Un schéma de dommages répétés émerge, sapant durablement la capacité du Pakistan à se nourrir. Les inondations de 2022 dans le Sindh ont provoqué le débordement du lac Manchar, le plus grand lac d'eau douce du pays, sur une zone agricole de la taille du New Jersey. En 2010, les inondations de mousson ont déplacé 20 millions de personnes et causé des milliards de dollars de dommages. D'autres inondations au Pakistan en 2011, 2012, 2020, 2023 et 2024 auraient été des événements majeurs dans la plupart des pays, mais semblent être la nouvelle norme là-bas.
« Ce ne sont plus des événements irréguliers », affirme Tariq Aziz, scientifique environnemental à l'Université d'Agriculture de Faisalabad. « Chaque village submergé… chaque famille campant sous des bâches au bord d'une route chaude est un rappel que l'inaction climatique a des visages humains. »
Défis d'adaptation et responsabilités internationales
Le cœur du problème réside dans l'intensification des précipitations due au changement climatique, dont les nations industrialisées sont majoritairement responsables. Cependant, les scientifiques et les analystes politiques affirment que le Pakistan s'expose davantage en ne s'adaptant pas aux nouvelles réalités climatiques. Les maisons continuent d'être construites dans des zones à risque. Selon un rapport de 2023 de l'ONU-Habitat, quelque 30 millions de Pakistanais, soit 40 % de la population urbaine du pays, vivent dans des campements informels non planifiés, souvent le long des berges et dans les plaines inondables. Ces maisons sont souvent construites en boue qui est rapidement emportée par les inondations.
L'Autorité nationale de gestion des catastrophes du pays estime que plus de la moitié des décès dus aux inondations de cette année se sont produits lorsque des personnes ont été écrasées dans leurs maisons qui s'effondraient. Pendant ce temps, les ingénieurs continuent de drainer les zones humides et de barricader les plaines inondables pour faire place à des développements urbains. Ils construisent également des digues et des ponts qui réduisent la capacité des lits de rivière. En conséquence, l'eau s'écoule plus rapidement dans les rivières, créant des goulots d'étranglement où les défenses sont débordées.
Infrastructures obsolètes et besoin de planification
Muhammad Ehsan Leghari, membre de l'Autorité du système fluvial de l'Indus, s'est récemment plaint qu'une autorité de développement urbain construisant ce qu'elle appelle une « ville riveraine durable » à Lahore est en train de paver la plaine inondable de la rivière Ravi, « transformant des zones absorbantes en béton, invitant à la dévastation ». Lahore, qui compte 14 millions d'habitants, est largement construite sur la plaine inondable de la Ravi et a subi d'importantes inondations cet été.

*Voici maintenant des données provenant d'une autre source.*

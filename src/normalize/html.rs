//! HTML listing extraction.
//!
//! Three tiers over the same document: the retailer's selector table, the
//! generic selector set, then a broad heuristic (any link wrapping an image
//! with a price-like or name-like descendant). A tier failure falls through
//! to the next; only all three coming up empty is a parse failure.

use std::collections::HashSet;
use std::sync::OnceLock;

use regex::Regex;
use scraper::{Html, Selector};
use tracing::{debug, warn};

use crate::error::StylistError;
use crate::models::Product;
use crate::registry::{SiteSelectors, SourceConfig};

use super::{build_product, keywords};

/// One parsed listing page.
pub struct ParsedPage {
    pub products: Vec<Product>,
    /// Highest page number advertised by the pagination widget, if any
    pub total_pages: Option<u32>,
}

fn price_like() -> &'static Regex {
    static RE: OnceLock<Regex> = OnceLock::new();
    RE.get_or_init(|| {
        Regex::new(r"[\$\u{a3}\u{20ac}\u{a5}]\s*[\d,]+(?:\.\d+)?|\d+[.,]\d{2}").unwrap()
    })
}

/// Parse one listing page into products.
///
/// `category` is the caller's requested category when known; otherwise it
/// is inferred from the listing URL.
pub fn parse_listing(
    config: &SourceConfig,
    html: &str,
    listing_url: &str,
    category: Option<&str>,
) -> Result<ParsedPage, StylistError> {
    let document = Html::parse_document(html);
    let category = category
        .map(str::to_string)
        .unwrap_or_else(|| keywords::category_from_url(config, listing_url));

    let mut products = match extract_with_selectors(config, &config.selectors, &document, &category)
    {
        Ok(products) => products,
        Err(e) => {
            warn!(retailer = %config.retailer_id, error = %e, "retailer selector table unusable");
            Vec::new()
        }
    };

    if products.is_empty() {
        debug!(retailer = %config.retailer_id, "retailer selectors matched nothing, trying generic set");
        products = match extract_with_selectors(config, &SiteSelectors::generic(), &document, &category) {
            Ok(products) => products,
            Err(e) => {
                warn!(retailer = %config.retailer_id, error = %e, "generic selector table unusable");
                Vec::new()
            }
        };
    }

    if products.is_empty() {
        debug!(retailer = %config.retailer_id, "generic selectors matched nothing, trying broad heuristic");
        products = extract_heuristic(config, &document, &category);
    }

    if products.is_empty() {
        return Err(StylistError::parse(format!(
            "listing page for {} ({listing_url})",
            config.retailer_id
        )));
    }

    Ok(ParsedPage {
        products,
        total_pages: extract_total_pages(&document),
    })
}

fn parse_selector(css: &str) -> Result<Selector, StylistError> {
    Selector::parse(css).map_err(|e| StylistError::parse(format!("selector `{css}`: {e:?}")))
}

fn extract_with_selectors(
    config: &SourceConfig,
    selectors: &SiteSelectors,
    document: &Html,
    category: &str,
) -> Result<Vec<Product>, StylistError> {
    let container_sel = parse_selector(&selectors.product_container)?;
    let name_sel = parse_selector(&selectors.name)?;
    let price_sel = parse_selector(&selectors.price)?;
    let link_sel = parse_selector(&selectors.link)?;
    let image_sel = parse_selector(&selectors.image)?;
    let sale_sel = selectors
        .sale_price
        .as_deref()
        .map(parse_selector)
        .transpose()?;
    let brand_sel = selectors.brand.as_deref().map(parse_selector).transpose()?;
    let sold_out_sel = selectors
        .sold_out
        .as_deref()
        .map(parse_selector)
        .transpose()?;

    let mut products = Vec::new();
    let mut seen_urls = HashSet::new();

    for container in document.select(&container_sel) {
        let Some(href) = container
            .select(&link_sel)
            .next()
            .and_then(|link| link.value().attr("href"))
        else {
            continue;
        };

        let mut url = absolutize(&config.base_url, href);
        // Tracking parameters make the same product look unique
        if let Some(query_start) = url.find('?') {
            url.truncate(query_start);
        }
        if !seen_urls.insert(url.clone()) {
            continue;
        }

        let Some(name) = container
            .select(&name_sel)
            .next()
            .map(|el| el.text().collect::<String>().trim().to_string())
            .filter(|name| !name.is_empty())
        else {
            continue;
        };

        let price_text = container
            .select(&price_sel)
            .next()
            .map(|el| el.text().collect::<String>())
            .unwrap_or_default();
        let price = keywords::parse_price(&price_text);

        let sale_price = sale_sel
            .as_ref()
            .and_then(|sel| container.select(sel).next())
            .map(|el| keywords::parse_price(&el.text().collect::<String>()))
            .filter(|sale| *sale > 0.0);

        let brand = brand_sel
            .as_ref()
            .and_then(|sel| container.select(sel).next())
            .map(|el| el.text().collect::<String>().trim().to_string())
            .filter(|brand| !brand.is_empty());

        let in_stock = match &sold_out_sel {
            Some(sel) => !container.select(sel).any(|el| {
                let text = el.text().collect::<String>().to_lowercase();
                text.contains("sold out") || text.contains("out of stock")
            }),
            None => true,
        };

        let image_urls = container
            .select(&image_sel)
            .next()
            .and_then(|img| {
                // data-src first for lazy-loaded images, then src
                img.value()
                    .attr("data-src")
                    .or_else(|| img.value().attr("src"))
            })
            .map(|src| vec![normalize_image_url(&config.base_url, src)])
            .unwrap_or_default();

        products.push(build_product(
            config,
            category,
            None,
            name,
            brand,
            price,
            sale_price,
            url,
            image_urls,
            Vec::new(),
            in_stock,
            String::new(),
        ));
    }

    Ok(products)
}

/// Last-resort extraction: any anchor wrapping an image whose text carries
/// a price-like token or a name-like run of words.
fn extract_heuristic(config: &SourceConfig, document: &Html, category: &str) -> Vec<Product> {
    static ANCHOR: OnceLock<Selector> = OnceLock::new();
    static IMG: OnceLock<Selector> = OnceLock::new();
    let anchor_sel = ANCHOR.get_or_init(|| Selector::parse("a[href]").unwrap());
    let img_sel = IMG.get_or_init(|| Selector::parse("img").unwrap());

    let mut products = Vec::new();
    let mut seen_urls = HashSet::new();

    for anchor in document.select(anchor_sel) {
        let Some(href) = anchor.value().attr("href") else {
            continue;
        };
        let Some(img) = anchor.select(img_sel).next() else {
            continue;
        };

        let text = anchor.text().collect::<Vec<_>>().join(" ");
        let text = text.split_whitespace().collect::<Vec<_>>().join(" ");

        let price = price_like()
            .find(&text)
            .map(|m| keywords::parse_price(m.as_str()));

        let alt = img.value().attr("alt").unwrap_or("").trim().to_string();
        let name = if alt.len() >= 8 {
            alt
        } else {
            price_like().replace_all(&text, "").trim().to_string()
        };

        // Needs at least one of the two signals to count as a product tile
        if price.is_none() && name.len() < 8 {
            continue;
        }
        if name.is_empty() {
            continue;
        }

        let mut url = absolutize(&config.base_url, href);
        if let Some(query_start) = url.find('?') {
            url.truncate(query_start);
        }
        if !seen_urls.insert(url.clone()) {
            continue;
        }

        let image_urls = img
            .value()
            .attr("data-src")
            .or_else(|| img.value().attr("src"))
            .map(|src| vec![normalize_image_url(&config.base_url, src)])
            .unwrap_or_default();

        products.push(build_product(
            config,
            category,
            None,
            name,
            None,
            price.unwrap_or(0.0),
            None,
            url,
            image_urls,
            Vec::new(),
            true,
            String::new(),
        ));
    }

    products
}

/// Highest page number advertised in a pagination widget.
fn extract_total_pages(document: &Html) -> Option<u32> {
    static PAGINATION: OnceLock<Selector> = OnceLock::new();
    let sel = PAGINATION.get_or_init(|| {
        Selector::parse(
            ".pagination a, nav[class*='pagination'] a, ul[class*='pagination'] a, [class*='pager'] a",
        )
        .unwrap()
    });

    document
        .select(sel)
        .filter_map(|a| a.text().collect::<String>().trim().parse::<u32>().ok())
        .max()
}

fn absolutize(base_url: &str, href: &str) -> String {
    if href.starts_with("http") {
        href.to_string()
    } else if href.starts_with("//") {
        format!("https:{href}")
    } else {
        format!(
            "{}/{}",
            base_url.trim_end_matches('/'),
            href.trim_start_matches('/')
        )
    }
}

fn normalize_image_url(base_url: &str, src: &str) -> String {
    let mut url = absolutize(base_url, src);
    // Shopify-style responsive templates carry a literal {width} placeholder
    if url.contains("{width}") {
        url = url.replace("{width}", "800");
    }
    url
}

#[cfg(test)]
mod tests {
    use super::*;
    use crate::registry::SourceRegistry;

    fn nordic_page() -> &'static str {
        r#"
        <html><body>
          <ul>
            <li class="grid__item product-card-wrapper">
              <h3 class="card__heading"><a href="/products/navy-overshirt?variant=1">Navy Wool Overshirt</a></h3>
              <div class="card__vendor">Fjell</div>
              <span class="price-item--regular">$129.00</span>
              <img class="responsive-image__image" data-src="//cdn.nordicthread.com/navy-overshirt_{width}.jpg" />
            </li>
            <li class="grid__item product-card-wrapper">
              <h3 class="card__heading"><a href="/products/linen-tee">Linen Tee</a></h3>
              <span class="price-item--regular">$45.00</span>
              <span class="price-item--sale">$29.00</span>
              <img class="responsive-image__image" src="/images/linen-tee.jpg" />
            </li>
          </ul>
          <nav class="pagination">
            <a href="?page=1">1</a><a href="?page=2">2</a><a href="?page=3">3</a>
            <a href="?page=2">Next</a>
          </nav>
        </body></html>
        "#
    }

    #[test]
    fn retailer_selectors_extract_products() {
        let registry = SourceRegistry::with_defaults();
        let config = registry.resolve("nordic-thread");

        let page = parse_listing(
            config,
            nordic_page(),
            "https://www.nordicthread.com/collections/tops",
            Some("tops"),
        )
        .unwrap();

        assert_eq!(page.products.len(), 2);
        assert_eq!(page.total_pages, Some(3));

        let overshirt = &page.products[0];
        assert_eq!(overshirt.name, "Navy Wool Overshirt");
        assert_eq!(overshirt.brand, "Fjell");
        assert_eq!(overshirt.price, 129.0);
        assert_eq!(overshirt.colors, vec!["navy"]);
        assert_eq!(overshirt.category, "tops");
        assert!(overshirt.id.starts_with("nordic-thread_"));
        assert!(!overshirt.url.contains('?'));
        assert_eq!(
            overshirt.image_urls[0],
            "https://cdn.nordicthread.com/navy-overshirt_800.jpg"
        );

        let tee = &page.products[1];
        assert_eq!(tee.sale_price, Some(29.0));
        assert!(tee.sale_price.unwrap() < tee.price);
    }

    #[test]
    fn unknown_markup_falls_back_to_generic_selectors() {
        let registry = SourceRegistry::with_defaults();
        let config = registry.resolve("nordic-thread");

        // No nordic classes; a common storefront theme instead
        let html = r#"
        <div class="product-card">
          <h3 class="product-name"><a href="/p/901">Relaxed Chino</a></h3>
          <span class="current-price">$59.50</span>
          <a href="/p/901"><img src="/img/901.jpg" /></a>
        </div>
        "#;

        let page = parse_listing(config, html, "https://x.test/bottoms", Some("bottoms")).unwrap();
        assert_eq!(page.products.len(), 1);
        assert_eq!(page.products[0].price, 59.5);
        assert_eq!(page.products[0].fit, "relaxed");
    }

    #[test]
    fn bare_markup_falls_back_to_heuristic() {
        let registry = SourceRegistry::with_defaults();
        let config = registry.resolve("nordic-thread");

        let html = r#"
        <main>
          <a href="/shop/item-77">
            <img src="/img/77.jpg" alt="Charcoal Merino Beanie" />
            <span>Charcoal Merino Beanie — $24.00</span>
          </a>
          <a href="/about"><span>About us</span></a>
        </main>
        "#;

        let page =
            parse_listing(config, html, "https://x.test/accessories", Some("accessories")).unwrap();
        assert_eq!(page.products.len(), 1);
        assert_eq!(page.products[0].name, "Charcoal Merino Beanie");
        assert_eq!(page.products[0].price, 24.0);
        assert_eq!(page.products[0].colors, vec!["charcoal"]);
    }

    #[test]
    fn pageful_of_nothing_is_a_parse_error() {
        let registry = SourceRegistry::with_defaults();
        let config = registry.resolve("nordic-thread");

        let result = parse_listing(config, "<html><body><p>maintenance</p></body></html>", "https://x.test/tops", Some("tops"));
        assert!(matches!(result, Err(StylistError::Parse { .. })));
    }

    #[test]
    fn duplicate_urls_collapse_within_a_page() {
        let registry = SourceRegistry::with_defaults();
        let config = registry.resolve("nordic-thread");

        let html = r#"
        <li class="product-card-wrapper">
          <h3 class="card__heading"><a href="/products/tee?color=a">Tee</a></h3>
          <span class="price-item--regular">$20.00</span>
        </li>
        <li class="product-card-wrapper">
          <h3 class="card__heading"><a href="/products/tee?color=b">Tee</a></h3>
          <span class="price-item--regular">$20.00</span>
        </li>
        "#;

        let page = parse_listing(config, html, "https://x.test/tops", Some("tops")).unwrap();
        assert_eq!(page.products.len(), 1);
    }
}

« Le Pakistan doit penser à long terme », déclare Aziz. « La gestion des plaines inondables est essentielle : restreindre la construction dans les zones à haut risque, restaurer les zones humides et entretenir les digues. » Mais il voit peu de signes que cela se produise. Au lieu de cela, même pendant que les inondations de cette année se propageaient, un jeu de reproches a commencé. Le ministre pakistanais de la Planification, Ahsan Iqbal, a accusé l'Inde voisine d'« utiliser l'eau comme une arme » en libérant de l'eau des barrages sur les affluents de l'Indus qui se jettent au Pakistan.
Financement climatique
Le fonds « pertes et dommages », opérationnel depuis deux ans, a reçu moins de la moitié du milliard de dollars promis et n'a encore rien versé. Ce montant représente moins d'un dixième du coût des inondations récentes au Pakistan.
Le coût de l'inaction
Il est vrai que l'Inde a libéré de l'eau des barrages de Thein et Bhakra, et que cela a aggravé les crues transfrontalières. Mais l'Inde a prévenu et n'avait guère d'alternative. Sinon, les barrages se seraient effondrés, provoquant des inondations bien pires, explique Daanish Mustafa, géographe au Kings College de Londres. Le vrai problème, selon Mustafa, est que les barrages, les barrages-réservoirs et les digues dans les deux pays sont conçus selon des évaluations des risques d'inondation qui sont « obsolètes et insignifiantes ». Les inondations d'aujourd'hui sont plus graves que tout ce qui avait été envisagé lors de la construction des infrastructures, dont une grande partie a été réalisée à l'époque coloniale britannique.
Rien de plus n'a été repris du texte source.